◆ DATA TO EXAMINE

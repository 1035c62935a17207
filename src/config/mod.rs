use std::env;
use std::fmt::Display;
use std::str::FromStr;
use std::time::Duration as StdDuration;

use chrono::Duration;
use rust_decimal::Decimal;

#[derive(Debug, Clone)]
pub struct AppConfig {
    /// Minimum notional (USDC) for a trade to qualify.
    pub min_trade_amount: Decimal,
    /// How recently a wallet must have first appeared to count as "new".
    pub lookback_hours: f64,
    pub poll_interval_secs: u64,
    /// Ceiling for the failure backoff interval.
    pub max_backoff_secs: u64,
    /// Batch size per fetch.
    pub fetch_limit: u32,
    pub execution_enabled: bool,

    // API endpoint overrides (defaults point at production Polymarket)
    pub data_api_url: Option<String>,
    pub gamma_api_url: Option<String>,

    // Telegram notifications (optional)
    pub telegram_bot_token: Option<String>,
    pub telegram_chat_id: Option<String>,
}

impl AppConfig {
    /// Load from the environment. Missing variables fall back to defaults;
    /// present-but-invalid values are fatal, before the loop ever starts.
    pub fn from_env() -> anyhow::Result<Self> {
        let config = Self {
            min_trade_amount: parse_or("MIN_TRADE_AMOUNT", Decimal::from(1_000))?,
            lookback_hours: parse_or("LOOKBACK_HOURS", 24.0)?,
            poll_interval_secs: parse_or("POLL_INTERVAL_SECS", 60)?,
            max_backoff_secs: parse_or("MAX_BACKOFF_SECS", 600)?,
            fetch_limit: parse_or("FETCH_LIMIT", 1_000)?,
            execution_enabled: parse_or("EXECUTION_ENABLED", false)?,

            data_api_url: env::var("DATA_API_URL").ok(),
            gamma_api_url: env::var("GAMMA_API_URL").ok(),

            telegram_bot_token: env::var("TELEGRAM_BOT_TOKEN").ok(),
            telegram_chat_id: env::var("TELEGRAM_CHAT_ID").ok(),
        };

        config.validate()?;
        Ok(config)
    }

    pub fn validate(&self) -> anyhow::Result<()> {
        if self.min_trade_amount <= Decimal::ZERO {
            anyhow::bail!("MIN_TRADE_AMOUNT must be positive");
        }
        if self.lookback_hours <= 0.0 {
            anyhow::bail!("LOOKBACK_HOURS must be positive");
        }
        if self.poll_interval_secs == 0 {
            anyhow::bail!("POLL_INTERVAL_SECS must be at least 1");
        }
        if self.fetch_limit == 0 {
            anyhow::bail!("FETCH_LIMIT must be at least 1");
        }
        Ok(())
    }

    pub fn lookback(&self) -> Duration {
        Duration::seconds((self.lookback_hours * 3600.0).round() as i64)
    }

    pub fn poll_interval(&self) -> StdDuration {
        StdDuration::from_secs(self.poll_interval_secs)
    }

    pub fn max_backoff(&self) -> StdDuration {
        StdDuration::from_secs(self.max_backoff_secs)
    }

    /// Returns true if both Telegram credentials are configured.
    pub fn has_telegram(&self) -> bool {
        self.telegram_bot_token.is_some() && self.telegram_chat_id.is_some()
    }
}

fn parse_or<T>(key: &str, default: T) -> anyhow::Result<T>
where
    T: FromStr,
    T::Err: Display,
{
    match env::var(key) {
        Ok(raw) => raw
            .parse()
            .map_err(|e| anyhow::anyhow!("invalid {key}={raw}: {e}")),
        Err(_) => Ok(default),
    }
}
use async_trait::async_trait;
use thiserror::Error;

use crate::models::Signal;

#[derive(Debug, Error)]
pub enum ExecutionError {
    #[error("order rejected: {0}")]
    Rejected(String),

    #[error("execution backend unavailable: {0}")]
    Unavailable(String),
}

/// Result of a dispatched order.
#[derive(Debug, Clone)]
pub struct OrderResult {
    /// False for dry-run dispatches that never reached the venue.
    pub placed: bool,
}

/// Extension point for placing real orders off a signal.
///
/// The polling loop only ever calls this when execution is enabled, and a
/// failure here is logged without affecting notification delivery or the
/// loop itself.
#[async_trait]
pub trait ExecutionSink: Send + Sync {
    async fn execute(&self, signal: &Signal) -> Result<OrderResult, ExecutionError>;
}

/// Default executor: logs the order intent and places nothing. Running
/// without venue credentials is always pure monitoring.
#[derive(Debug, Default)]
pub struct NoopExecutor;

#[async_trait]
impl ExecutionSink for NoopExecutor {
    async fn execute(&self, signal: &Signal) -> Result<OrderResult, ExecutionError> {
        tracing::info!(
            wallet = %signal.trade.wallet,
            market = %signal.trade.market_id,
            side = %signal.trade.side,
            notional = %signal.trade.notional,
            "[DRY-RUN] Would place copy order"
        );
        Ok(OrderResult { placed: false })
    }
}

◆ YOUR OBJECTIVE
Among the records above, which lines hold the word "AppConfig"? Copy each one.

◆ SOLUTION
pub struct AppConfig {
impl AppConfig {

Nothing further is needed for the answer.